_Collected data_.
Content starts

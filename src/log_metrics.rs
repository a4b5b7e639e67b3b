//! # Log Metrics
//!
//! Wraps a handler so the collector is flushed around each call
//!
//! # Example
//! ```
//! use lambda_powertools_metrics::{Builder, FlushMode, MetricsError};
//!
//! let metrics = Builder::new()
//!     .cloudwatch_namespace("ServerlessAirline")
//!     .with_writer(std::io::sink())
//!     .build();
//!
//! let mut handler = metrics.log_metrics(FlushMode::InvokeThenFlush, |booking_id: u32| {
//!     metrics.add_dimension("service", "booking")?;
//!     metrics.add_metric("BookingConfirmation", "Count", 1)?;
//!     Ok::<_, MetricsError>(booking_id)
//! });
//!
//! assert_eq!(handler.call(7)?, Some(7));
//! # Ok::<(), MetricsError>(())
//! ```

use super::collector::Collector;
use super::error::MetricsError;

/// When the wrapped handler runs relative to the flush
#[derive(Clone, Copy, Debug, Default, PartialEq, Eq)]
pub enum FlushMode {
    /// Flush whatever the collector holds and return without running the handler
    #[default]
    FlushOnly,
    /// Run the handler, then flush if it succeeded
    InvokeThenFlush,
}

/// A handler wrapped by [Collector::log_metrics]
pub struct LogMetrics<'a, F> {
    metrics: &'a Collector,
    mode: FlushMode,
    handler: F,
}

impl<F> LogMetrics<'_, F> {
    /// Invoke the wrapped handler according to the [FlushMode]
    /// * `Ok(None)` when the handler was not run
    /// * Errors from the handler are returned untouched and nothing is flushed
    /// * Errors from serialization or writing are converted into `E`
    pub fn call<A, T, E>(&mut self, event: A) -> Result<Option<T>, E>
    where
        F: FnMut(A) -> Result<T, E>,
        E: From<MetricsError>,
    {
        match self.mode {
            FlushMode::FlushOnly => {
                self.metrics.flush()?;
                Ok(None)
            }
            FlushMode::InvokeThenFlush => {
                let response = (self.handler)(event)?;
                self.metrics.flush()?;
                Ok(Some(response))
            }
        }
    }

    pub fn mode(&self) -> FlushMode {
        self.mode
    }
}

impl Collector {
    /// Wrap a handler so this collector is flushed whenever it is called
    pub fn log_metrics<F>(&self, mode: FlushMode, handler: F) -> LogMetrics<'_, F> {
        LogMetrics {
            metrics: self,
            mode,
            handler,
        }
    }
}
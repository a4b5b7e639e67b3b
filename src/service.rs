//! [tower] integration, flushing a collector after every request
//!
//! *this module requires the `service` feature flag*
//!
//! This is the asynchronous counterpart of [FlushMode::InvokeThenFlush](super::FlushMode): the
//! inner service always runs, and the collector is flushed once its future resolves successfully.
//!
//! # Example
//! ```ignore
//! let metrics = lambda_powertools_metrics::Builder::from_env().init()?;
//!
//! let service = tower::ServiceBuilder::new()
//!     .layer(LogMetricsLayer::new(metrics))
//!     .service_fn(function_handler);
//! ```

use super::collector::Collector;
use super::error::MetricsError;
use pin_project::pin_project;
use std::future::Future;
use std::pin::Pin;
use std::task::{Context, Poll};

/// [tower::Layer] wrapping services in a [LogMetricsService]
#[derive(Clone, Copy, Debug)]
pub struct LogMetricsLayer {
    metrics: &'static Collector,
}

impl LogMetricsLayer {
    pub fn new(metrics: &'static Collector) -> Self {
        Self { metrics }
    }
}

impl<S> tower::Layer<S> for LogMetricsLayer {
    type Service = LogMetricsService<S>;

    fn layer(&self, inner: S) -> Self::Service {
        LogMetricsService::new(self.metrics, inner)
    }
}

/// [tower::Service] for automatically [flushing](super::Collector::flush()) after each request
#[derive(Clone, Debug)]
pub struct LogMetricsService<S> {
    metrics: &'static Collector,
    inner: S,
}

impl<S> LogMetricsService<S> {
    /// Constructs a new [LogMetricsService] with the given [Collector] and inner service to wrap
    pub fn new(metrics: &'static Collector, inner: S) -> Self {
        Self { metrics, inner }
    }
}

impl<S, Request> tower::Service<Request> for LogMetricsService<S>
where
    S: tower::Service<Request>,
    S::Error: From<MetricsError>,
{
    type Response = S::Response;
    type Error = S::Error;
    type Future = LogMetricsFuture<S::Future>;

    fn poll_ready(&mut self, cx: &mut Context<'_>) -> Poll<Result<(), Self::Error>> {
        self.inner.poll_ready(cx)
    }

    fn call(&mut self, req: Request) -> Self::Future {
        // Wrap the inner Future so we can flush after it's done
        LogMetricsFuture {
            metrics: self.metrics,
            inner: self.inner.call(req),
        }
    }
}

#[pin_project]
#[doc(hidden)]
pub struct LogMetricsFuture<F> {
    metrics: &'static Collector,
    #[pin]
    inner: F,
}

impl<F, Response, Error> Future for LogMetricsFuture<F>
where
    F: Future<Output = Result<Response, Error>>,
    Error: From<MetricsError>,
{
    type Output = Result<Response, Error>;

    fn poll(self: Pin<&mut Self>, cx: &mut Context<'_>) -> Poll<Self::Output> {
        let this = self.project();

        let response = match futures::ready!(this.inner.poll(cx)) {
            Ok(response) => response,
            Err(err) => return Poll::Ready(Err(err)),
        };

        // Flush our metrics after the inner service is finished
        Poll::Ready(this.metrics.flush().map(|()| response).map_err(Into::into))
    }
}
//! # Single Metric
//!
//! A private collector holding exactly one metric, flushed exactly once when the scope ends
//!
//! Use it for metrics that need dimensions different from the rest of the invocation, the EMF
//! document only carries a single dimension set.
//!
//! # Example
//! ```
//! use lambda_powertools_metrics::{single_metric_with, Builder, MetricsError};
//!
//! single_metric_with(
//!     Builder::new().with_writer(std::io::sink()),
//!     "ColdStart",
//!     "Count",
//!     1,
//!     |metric| {
//!         metric.add_namespace("ServerlessAirline")?;
//!         metric.add_dimension("function_version", "47")?;
//!         Ok::<_, MetricsError>(())
//!     },
//! )?;
//! # Ok::<(), MetricsError>(())
//! ```

use super::builder::Builder;
use super::collector::Collector;
use super::error::{MetricsError, Result};
use super::unit::IntoMetricUnit;
use serde_json::value::Value;
use std::ops::Deref;
use tracing::{debug, error};

/// An open single metric session, see [SingleMetric::close]
///
/// Dropping an open session flushes it, so the metric is still published when the owning
/// scope unwinds.  Flush errors at that point can only be logged.
#[derive(Debug)]
pub struct SingleMetric {
    collector: Collector,
    closed: bool,
}

impl SingleMetric {
    /// Open an empty session, the first metric added is the only one kept
    pub fn new(builder: Builder) -> Self {
        Self {
            collector: builder.single_metric_mode().build(),
            closed: false,
        }
    }

    /// Open a session seeded with its metric
    /// * Fails without emitting anything if the unit or value is rejected
    pub fn open(
        builder: Builder,
        name: impl Into<String>,
        unit: impl IntoMetricUnit,
        value: impl Into<Value>,
    ) -> Result<Self> {
        let session = Self::new(builder);
        session.collector.add_metric(name, unit, value)?;
        Ok(session)
    }

    /// Serialize and write the metric, ending the session
    pub fn close(mut self) -> Result<()> {
        self.closed = true;
        debug!("Serializing single metric");
        self.collector.flush()
    }
}

impl Deref for SingleMetric {
    type Target = Collector;

    fn deref(&self) -> &Collector {
        &self.collector
    }
}

impl Drop for SingleMetric {
    fn drop(&mut self) {
        if self.closed {
            return;
        }
        self.closed = true;
        if let Err(err) = self.collector.flush() {
            error!("Failed to publish single metric: {err}");
        }
    }
}

/// Run `body` with a single metric session built from the environment
///
/// See [single_metric_with]
pub fn single_metric<T, E, F>(
    name: impl Into<String>,
    unit: impl IntoMetricUnit,
    value: impl Into<Value>,
    body: F,
) -> Result<T, E>
where
    F: FnOnce(&SingleMetric) -> Result<T, E>,
    E: From<MetricsError>,
{
    single_metric_with(Builder::from_env(), name, unit, value, body)
}

/// Run `body` with a single metric session, publishing it once `body` returns
/// * The flush is attempted whether or not `body` failed
/// * An error from `body` is returned after the flush attempt
/// * A flush error is returned when `body` succeeded, and logged when `body` failed too
pub fn single_metric_with<T, E, F>(
    builder: Builder,
    name: impl Into<String>,
    unit: impl IntoMetricUnit,
    value: impl Into<Value>,
    body: F,
) -> Result<T, E>
where
    F: FnOnce(&SingleMetric) -> Result<T, E>,
    E: From<MetricsError>,
{
    let session = SingleMetric::open(builder, name, unit, value)?;
    let outcome = body(&session);

    match (outcome, session.close()) {
        (Ok(response), Ok(())) => Ok(response),
        (Ok(_), Err(err)) => Err(err.into()),
        (Err(err), Ok(())) => Err(err),
        (Err(err), Err(flush_err)) => {
            error!("Failed to publish single metric: {flush_err}");
            Err(err)
        }
    }
}
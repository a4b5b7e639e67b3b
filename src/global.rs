//! # Global
//!
//! The process-wide collector shared by every invocation in one execution environment
//!
//! Metrics and dimensions added here persist between invocations until flushed.  There is no
//! isolation between concurrent units of work sharing the process; build a private collector or
//! use [single_metric](crate::single_metric()) when that matters.

use super::builder::Builder;
use super::collector::Collector;
use super::error::{MetricsError, Result};
use std::sync::OnceLock;

static GLOBAL: OnceLock<Collector> = OnceLock::new();

/// The process-wide collector, created from the environment on first use unless
/// [Builder::init] installed one earlier
pub fn global() -> &'static Collector {
    GLOBAL.get_or_init(|| Builder::from_env().build())
}

pub(crate) fn install(collector: Collector) -> Result<&'static Collector> {
    let mut installed = false;
    let global = GLOBAL.get_or_init(|| {
        installed = true;
        collector
    });

    if installed {
        Ok(global)
    } else {
        Err(MetricsError::AlreadyInitialized)
    }
}

#[cfg(test)]
mod tests {
    use super::*;
    use crate::config::NAMESPACE_ENV;
    use crate::test::SharedBuffer;
    use rusty_fork::rusty_fork_test;

    rusty_fork_test! {
        #[test]
        fn init_on_first_use_reads_environment() {
            std::env::set_var(NAMESPACE_ENV, "ServerlessAirline");
            assert_eq!(global().namespace().as_deref(), Some("ServerlessAirline"));
            assert!(std::ptr::eq(global(), global()));
        }

        #[test]
        fn init_installs_once() {
            let output = SharedBuffer::default();
            let installed = Builder::new()
                .cloudwatch_namespace("Installed")
                .with_writer(output.clone())
                .init()
                .unwrap();
            assert!(std::ptr::eq(installed, global()));

            assert!(matches!(
                Builder::new().init(),
                Err(MetricsError::AlreadyInitialized)
            ));

            global().add_dimension("service", "booking").unwrap();
            global().add_metric("BookingConfirmation", "Count", 1).unwrap();
            global().flush().unwrap();
            assert_eq!(output.lines()[0]["_aws"]["CloudWatchMetrics"][0]["Namespace"], "Installed");
        }

        #[test]
        fn state_persists_until_flushed() {
            let output = SharedBuffer::default();
            Builder::new()
                .cloudwatch_namespace("ns")
                .with_writer(output.clone())
                .init()
                .unwrap();

            global().add_dimension("service", "booking").unwrap();
            global().add_metric("first", "Count", 1).unwrap();
            global().add_metric("second", "Count", 1).unwrap();
            assert_eq!(global().metric_count(), 2);

            global().flush().unwrap();
            assert_eq!(global().metric_count(), 0);
            assert_eq!(output.lines().len(), 1);
        }
    }
}
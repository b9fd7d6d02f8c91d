//! Minimal GeoJSON output types for map layers.

use serde::Serialize;

#[derive(Debug, Clone, PartialEq, Serialize)]
#[serde(tag = "type")]
pub enum Geometry {
    Point { coordinates: [f64; 2] },
    LineString { coordinates: Vec<[f64; 2]> },
    Polygon { coordinates: Vec<Vec<[f64; 2]>> },
}

#[derive(Debug, Clone, PartialEq, Serialize)]
pub struct Feature<P> {
    #[serde(rename = "type")]
    kind: &'static str,
    pub geometry: Geometry,
    pub properties: P,
}

impl<P> Feature<P> {
    pub fn new(geometry: Geometry, properties: P) -> Self {
        Self {
            kind: "Feature",
            geometry,
            properties,
        }
    }
}

#[derive(Debug, Clone, PartialEq, Serialize)]
pub struct FeatureCollection<P> {
    #[serde(rename = "type")]
    kind: &'static str,
    pub features: Vec<Feature<P>>,
}

impl<P> FeatureCollection<P> {
    pub fn new(features: Vec<Feature<P>>) -> Self {
        Self {
            kind: "FeatureCollection",
            features,
        }
    }

    pub fn empty() -> Self {
        Self::new(Vec::new())
    }
}

/// Properties attached to each hexagon in the overlay layer.
#[derive(Debug, Clone, PartialEq, Serialize)]
pub struct CellProperties {
    pub id: String,
    pub index: usize,
    pub visited: bool,
}

/// Features with no properties serialize as `{}`.
#[derive(Debug, Clone, Copy, Default, PartialEq, Serialize)]
pub struct NoProperties {}
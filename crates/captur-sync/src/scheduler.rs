//! Periodic drain of the pending location queue.

use std::sync::Arc;
use std::time::Duration;

use tokio_cron_scheduler::{Job, JobScheduler, JobSchedulerError};

use crate::backend::RemoteBackend;
use crate::logger::DurableLocationLogger;
use crate::store::KeyValueStore;

/// Builds and starts a scheduler that runs
/// [`DurableLocationLogger::sync_pending`] every `every`.
///
/// The returned [`JobScheduler`] must be kept alive; shutting it down stops
/// the job. Sync failures are logged by the logger and never stop the
/// schedule.
///
/// # Errors
///
/// Returns [`JobSchedulerError`] if the scheduler cannot be created, the
/// job cannot be registered, or the scheduler fails to start.
pub async fn start_periodic_sync<B, S>(
    logger: Arc<DurableLocationLogger<B, S>>,
    every: Duration,
) -> Result<JobScheduler, JobSchedulerError>
where
    B: RemoteBackend + 'static,
    S: KeyValueStore + 'static,
{
    let scheduler = JobScheduler::new().await?;

    let job = Job::new_repeated_async(every, move |_uuid, _lock| {
        let logger = Arc::clone(&logger);
        Box::pin(async move {
            tracing::debug!("scheduler: starting pending location sync");
            let report = logger.sync_pending().await;
            if !report.is_complete() {
                tracing::warn!(
                    failed = report.failed,
                    "scheduler: some locations are still pending"
                );
            }
        })
    })?;

    scheduler.add(job).await?;
    scheduler.start().await?;
    tracing::info!(every_secs = every.as_secs(), "periodic sync scheduled");
    Ok(scheduler)
}
use std::path::PathBuf;

#[derive(Debug, Clone, PartialEq, Eq)]
pub enum Environment {
    Development,
    Test,
    Production,
}

impl std::fmt::Display for Environment {
    fn fmt(&self, f: &mut std::fmt::Formatter<'_>) -> std::fmt::Result {
        match self {
            Environment::Development => write!(f, "development"),
            Environment::Test => write!(f, "test"),
            Environment::Production => write!(f, "production"),
        }
    }
}

#[derive(Clone)]
pub struct AppConfig {
    pub backend_url: String,
    pub anon_key: String,
    pub access_token: Option<String>,
    pub env: Environment,
    pub log_level: String,
    pub store_dir: PathBuf,
    pub request_timeout_secs: u64,
    pub max_retries: u32,
    pub retry_backoff_base_ms: u64,
    pub history_limit: usize,
    pub sync_interval_secs: u64,
    pub initial_radius_km: f64,
    pub reset_visited_on_expansion: bool,
}

impl std::fmt::Debug for AppConfig {
    fn fmt(&self, f: &mut std::fmt::Formatter<'_>) -> std::fmt::Result {
        f.debug_struct("AppConfig")
            .field("backend_url", &self.backend_url)
            .field("anon_key", &"[redacted]")
            .field(
                "access_token",
                &self.access_token.as_ref().map(|_| "[redacted]"),
            )
            .field("env", &self.env)
            .field("log_level", &self.log_level)
            .field("store_dir", &self.store_dir)
            .field("request_timeout_secs", &self.request_timeout_secs)
            .field("max_retries", &self.max_retries)
            .field("retry_backoff_base_ms", &self.retry_backoff_base_ms)
            .field("history_limit", &self.history_limit)
            .field("sync_interval_secs", &self.sync_interval_secs)
            .field("initial_radius_km", &self.initial_radius_km)
            .field(
                "reset_visited_on_expansion",
                &self.reset_visited_on_expansion,
            )
            .finish()
    }
}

Content ends

_EXERCISE_. Could you set down, exactly as written, the lines above between the one holding "Ok(session)" and the one holding "(Err(err), Err(flush_err)) =>", inclusive, and nothing more?

_WORKED SOLUTION_.
        Ok(session)
    }

    /// Serialize and write the metric, ending the session
    pub fn close(mut self) -> Result<()> {
        self.closed = true;
        debug!("Serializing single metric");
        self.collector.flush()
    }
}

impl Deref for SingleMetric {
    type Target = Collector;

    fn deref(&self) -> &Collector {
        &self.collector
    }
}

impl Drop for SingleMetric {
    fn drop(&mut self) {
        if self.closed {
            return;
        }
        self.closed = true;
        if let Err(err) = self.collector.flush() {
            error!("Failed to publish single metric: {err}");
        }
    }
}

/// Run `body` with a single metric session built from the environment
///
/// See [single_metric_with]
pub fn single_metric<T, E, F>(
    name: impl Into<String>,
    unit: impl IntoMetricUnit,
    value: impl Into<Value>,
    body: F,
) -> Result<T, E>
where
    F: FnOnce(&SingleMetric) -> Result<T, E>,
    E: From<MetricsError>,
{
    single_metric_with(Builder::from_env(), name, unit, value, body)
}

/// Run `body` with a single metric session, publishing it once `body` returns
/// * The flush is attempted whether or not `body` failed
/// * An error from `body` is returned after the flush attempt
/// * A flush error is returned when `body` succeeded, and logged when `body` failed too
pub fn single_metric_with<T, E, F>(
    builder: Builder,
    name: impl Into<String>,
    unit: impl IntoMetricUnit,
    value: impl Into<Value>,
    body: F,
) -> Result<T, E>
where
    F: FnOnce(&SingleMetric) -> Result<T, E>,
    E: From<MetricsError>,
{
    let session = SingleMetric::open(builder, name, unit, value)?;
    let outcome = body(&session);

    match (outcome, session.close()) {
        (Ok(response), Ok(())) => Ok(response),
        (Ok(_), Err(err)) => Err(err.into()),
        (Err(err), Ok(())) => Err(err),
        (Err(err), Err(flush_err)) => {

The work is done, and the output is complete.